Assuming this is feasible, does anyone know of organizations that are doing this?
Not for superconductivity specifically, but for a broad range of properties of crystals, this is what the Materials Project[0] does.
Materials Project is funded by the US Department of Energy and uses supercomputing to simulate hundreds of thousands of different crystal structures on the quantum mechanical level to try and find those which have useful properties for practical applications.
This line of research is broadly called “materials discovery”, “materials design” (often “high throughput”) or even “materials genomics” depending on who you ask. These terms are provided in case anyone wants to search and read more about it.
[0] https://materialsproject.org
The computational complexity of brute-force simulating many-body quantum systems scales exponentially in the number of particles. There is no supercomputer on earth that can simulate a realistic solid.
It is a very active domain, with lots and lots of techniques to do some clever approximations. Brute forcing is not feasible, even for the simplest systems.
This made me think about this nice little TV show: https://www.imdb.com/title/tt8134186/
And you can’t get out of this problem by just simulating e.g. two or three particles. That small of a system can’t simulate things like temperature in a meaningful way.
It is anyway a lot easier to simulate a solid that has no defects.
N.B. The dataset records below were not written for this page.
//! Integration tests for the live hunt flow.
//!
//! Drives a full mission through the public API the way the tracking
//! socket does: session start, position fixes through the odometer
//! filter, clue detection, destination arrival, and the completion
//! pipeline.

use std::sync::Arc;

use chrono::Utc;
use trailhunt::progression::badges::NoJournals;
use trailhunt::storage::Database;
use trailhunt::tracking::protocol::Navigation;
use trailhunt::tracking::{
    Clue, Coordinates, Difficulty, Mission, MissionCategory, SessionRegistry, TrackingService,
    TrackingTunables,
};
use uuid::Uuid;

/// Service over an in-memory database with default movement limits.
fn test_service() -> (Arc<SessionRegistry>, TrackingService) {
    let store = Arc::new(Database::open_in_memory().unwrap());
    let registry = Arc::new(SessionRegistry::new());
    let service = TrackingService::new(
        store,
        Arc::clone(&registry),
        Arc::new(NoJournals),
        TrackingTunables::default(),
    );
    service.initialize().unwrap();
    (registry, service)
}

fn make_mission(title: &str, category: MissionCategory) -> Mission {
    Mission {
        id: Uuid::new_v4(),
        title: title.to_string(),
        description: Some("Follow the old waterfront".to_string()),
        category,
        location_name: "Maritime Museum".to_string(),
        latitude: -6.2000,
        longitude: 106.8000,
        estimated_distance_km: 1.5,
        difficulty: Difficulty::Medium,
        points: 20,
        is_active: true,
        created_at: Utc::now(),
    }
}

#[test]
fn test_full_hunt_with_live_session() {
    let (_registry, service) = test_service();

    let mission = make_mission("Harbor Heritage Walk", MissionCategory::History);
    service.create_mission(&mission).unwrap();
    service
        .add_clue(Clue::new(
            mission.id,
            1,
            "Rusted Anchor".to_string(),
            -6.2035,
            106.8000,
        ))
        .unwrap();
    service
        .add_clue(Clue::new(
            mission.id,
            2,
            "Harbormaster's Bell".to_string(),
            -6.2020,
            106.8000,
        ))
        .unwrap();

    let hunter = Uuid::new_v4();
    let start = service.start_session(hunter, mission.id).unwrap();
    assert_eq!(start.progress.completed, 0);
    assert_eq!(start.progress.total, 2);
    assert_eq!(start.progress.next_order, Some(1));

    // First fix only sets the odometer reference point.
    let stats = service
        .record_fix(hunter, Coordinates::new(-6.2046, 106.8000), 1.2)
        .unwrap();
    assert_eq!(stats.total_distance_traveled, 0.0);

    let check = service
        .check_location(hunter, mission.id, Coordinates::new(-6.2046, 106.8000))
        .unwrap();
    match &check.navigation {
        Navigation::SearchingClue { clue, distance_m, .. } => {
            assert_eq!(clue.name, "Rusted Anchor");
            assert_eq!(*distance_m, 122.0);
        }
        other => panic!("expected SearchingClue, got {:?}", other),
    }

    // An 11 m step passes the movement filter.
    let stats = service
        .record_fix(hunter, Coordinates::new(-6.2045, 106.8000), 1.2)
        .unwrap();
    assert_eq!(stats.total_distance_traveled, 11.0);

    // Two more steps walk into clue 1's radius.
    service
        .record_fix(hunter, Coordinates::new(-6.2040, 106.8000), 1.3)
        .unwrap();
    let stats = service
        .record_fix(hunter, Coordinates::new(-6.2038, 106.8000), 1.3)
        .unwrap();
    assert_eq!(stats.total_distance_traveled, 89.0);

    let check = service
        .check_location(hunter, mission.id, Coordinates::new(-6.2038, 106.8000))
        .unwrap();
    match &check.navigation {
        Navigation::ClueReached {
            clue,
            points,
            newly_recorded,
            ..
        } => {
            assert_eq!(clue.clue_order, 1);
            assert_eq!(*points, 5);
            assert!(*newly_recorded);
        }
        other => panic!("expected ClueReached, got {:?}", other),
    }
    assert_eq!(check.progress.completed, 1);
    assert!(check.completion.is_none());

    // A 200 m jump lands exactly on clue 2: the clue is detected but the
    // odometer rejects the jump.
    let stats = service
        .record_fix(hunter, Coordinates::new(-6.2020, 106.8000), 1.3)
        .unwrap();
    assert_eq!(stats.total_distance_traveled, 89.0);

    let check = service
        .check_location(hunter, mission.id, Coordinates::new(-6.2020, 106.8000))
        .unwrap();
    assert!(matches!(
        &check.navigation,
        Navigation::ClueReached { clue, .. } if clue.clue_order == 2
    ));
    assert_eq!(check.progress.completed, 2);

    // Every required clue is done; guidance switches to the destination.
    service
        .record_fix(hunter, Coordinates::new(-6.2010, 106.8000), 1.4)
        .unwrap();
    let check = service
        .check_location(hunter, mission.id, Coordinates::new(-6.2010, 106.8000))
        .unwrap();
    match &check.navigation {
        Navigation::HeadingToFinish {
            destination,
            distance_m,
            ..
        } => {
            assert_eq!(destination.location_name, "Maritime Museum");
            assert_eq!(*distance_m, 111.0);
        }
        other => panic!("expected HeadingToFinish, got {:?}", other),
    }

    // Arrival inside the destination radius completes the mission.
    let stats = service
        .record_fix(hunter, Coordinates::new(-6.2001, 106.8000), 1.4)
        .unwrap();
    assert_eq!(stats.total_distance_traveled, 300.0);

    let check = service
        .check_location(hunter, mission.id, Coordinates::new(-6.2001, 106.8000))
        .unwrap();
    assert!(matches!(
        &check.navigation,
        Navigation::AllCluesCompleted { .. }
    ));

    let completion = check.completion.expect("first arrival must complete");
    assert_eq!(completion.mission_title, "Harbor Heritage Walk");
    assert_eq!(completion.points, 20);
    // Credited from the live odometer, not the route estimate.
    assert!((completion.distance_km - 0.3).abs() < 1e-9);
    assert_eq!(completion.stats.total_missions, 1);
    assert!(completion
        .new_badges
        .iter()
        .any(|earned| earned.badge.id == "first_find"));

    // The final odometer survives until the session is stopped.
    let session = service.stop_session(hunter).expect("session still live");
    assert_eq!(session.odometer_m, 300.0);
    assert!(service.stop_session(hunter).is_none());
}

#[test]
fn test_mission_detail_reports_completion_flags() {
    let (_registry, service) = test_service();

    let mission = make_mission("Night Market Crawl", MissionCategory::Culinary);
    service.create_mission(&mission).unwrap();
    let clue = service
        .add_clue(Clue::new(
            mission.id,
            1,
            "Satay Stall".to_string(),
            -6.2035,
            106.8000,
        ))
        .unwrap();
    service
        .add_clue(Clue::new(
            mission.id,
            2,
            "Spice Stand".to_string(),
            -6.2020,
            106.8000,
        ))
        .unwrap();

    let hunter = Uuid::new_v4();
    service
        .check_location(hunter, mission.id, Coordinates::new(-6.2035, 106.8000))
        .unwrap();

    // Without a hunter: just the catalog.
    let detail = service.mission_detail(mission.id, None).unwrap();
    assert_eq!(detail.clues.len(), 2);
    assert!(detail.completed_clue_ids.is_empty());
    assert!(detail.progress.is_none());

    // With the hunter: clue 1 flagged complete, clue 2 up next.
    let detail = service.mission_detail(mission.id, Some(hunter)).unwrap();
    assert_eq!(detail.completed_clue_ids, vec![clue.id]);
    let progress = detail.progress.unwrap();
    assert_eq!(progress.completed, 1);
    assert_eq!(progress.next_order, Some(2));
}

#[test]
fn test_nearby_clues_across_missions() {
    let (_registry, service) = test_service();

    let near = make_mission("Old Town Loop", MissionCategory::History);
    service.create_mission(&near).unwrap();
    service
        .add_clue(Clue::new(
            near.id,
            1,
            "Clock Tower".to_string(),
            -6.2001,
            106.8000,
        ))
        .unwrap();

    let far = make_mission("Hillside Trek", MissionCategory::Nature);
    service.create_mission(&far).unwrap();
    service
        .add_clue(Clue::new(
            far.id,
            1,
            "Summit Marker".to_string(),
            -6.1000,
            106.8000,
        ))
        .unwrap();

    let position = Coordinates::new(-6.2000, 106.8000);

    // Default 5 km radius reaches only the old town clue.
    let nearby = service.nearby_clues(position, None).unwrap();
    assert_eq!(nearby.len(), 1);
    assert_eq!(nearby[0].clue.name, "Clock Tower");
    assert_eq!(nearby[0].mission_title, "Old Town Loop");
    assert_eq!(nearby[0].distance_m, 11.0);

    // A wider radius picks up the summit, sorted by distance.
    let nearby = service.nearby_clues(position, Some(20_000.0)).unwrap();
    assert_eq!(nearby.len(), 2);
    assert_eq!(nearby[0].clue.name, "Clock Tower");
    assert_eq!(nearby[1].clue.name, "Summit Marker");
}
//! TrailHunt - Location-Based Scavenger Hunt Backend
//!
//! Real-time proximity tracking and progress engine for location-based
//! scavenger hunts. Guides hunters clue by clue toward a mission's
//! destination, keeps an idempotent progress ledger, and rolls finished
//! missions into lifetime stats, streaks, and badges.

pub mod config;
pub mod geo;
pub mod progression;
pub mod server;
pub mod storage;
pub mod tracking;

// Re-export commonly used types
pub use progression::badges::BadgeManager;
pub use progression::stats::StatsTracker;
pub use storage::Database;
pub use tracking::registry::SessionRegistry;
pub use tracking::service::TrackingService;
But many properties found that way turn up in defect-ridden, real materials too.
A truly periodic substrate lets you wrap it in a closed universe just big enough for what you hope to make live in it.
You can probably find a few condensed matter groups that are doing computational simulations, but I think full quantum mechanical simulations on that scale are computationally intractable so they'll have to use approximations of some sort. This is why quantum computers are predicted to exceed the computational power of classical computers.
Besides it's been fairly recent that simulations for classical thermodynamics with a decent number of particles became somewhat feasible. And even then it often uses lots of approximations as well as statistical tricks to get decent results for sizeable systems. For quantum mechanics quite a few tricks to explore the state-space stop working because the state-space is unimaginably huge, so I'm not even sure how to begin to do similar simulations, but I reckon they'll be disastrously slow for all but the simplest of systems.
The level of detail you need for a simulation that allows you to see cooper pairs come into existence is downright insane, you might be better of trying to predict next years weather.
That is essentially the idea of Random Structure Searching [0], but the precision of quantum simulation (better known as ab initio) for solids is not perfect and very time consuming.
[0] https://iopscience.iop.org/article/10.1088/0953-8984/23/5/05...
I don't know the state of the art but I think that we can't even predict the static crystal structure of simple substances---e.g. when iron is BCC vs FCC. The first-principles simulation of dynamic properties of large quantum many body systems is just not feasible. It is possible that this may change dramatically when quantum computers arrive---currently we describe quantum systems by modeling them with discrete, classical computers, and quantum computers might turn out to model the relevant quantum processes directly.
As others have pointed out, the computations are currently infeasable. The rest of the plan works though, it would just need to be done with actual atoms.
It’s stories like these that keep me interested in physics
You can stop being interested in physics, but physics never stop being interested in you! ;-)
Or impartially disinterested in you, as the case may be.
You may be interested in Physics of Pranayama(Breath). I hope someone would write up or research, Physics of Cancer. Physics is everywhere and all the time.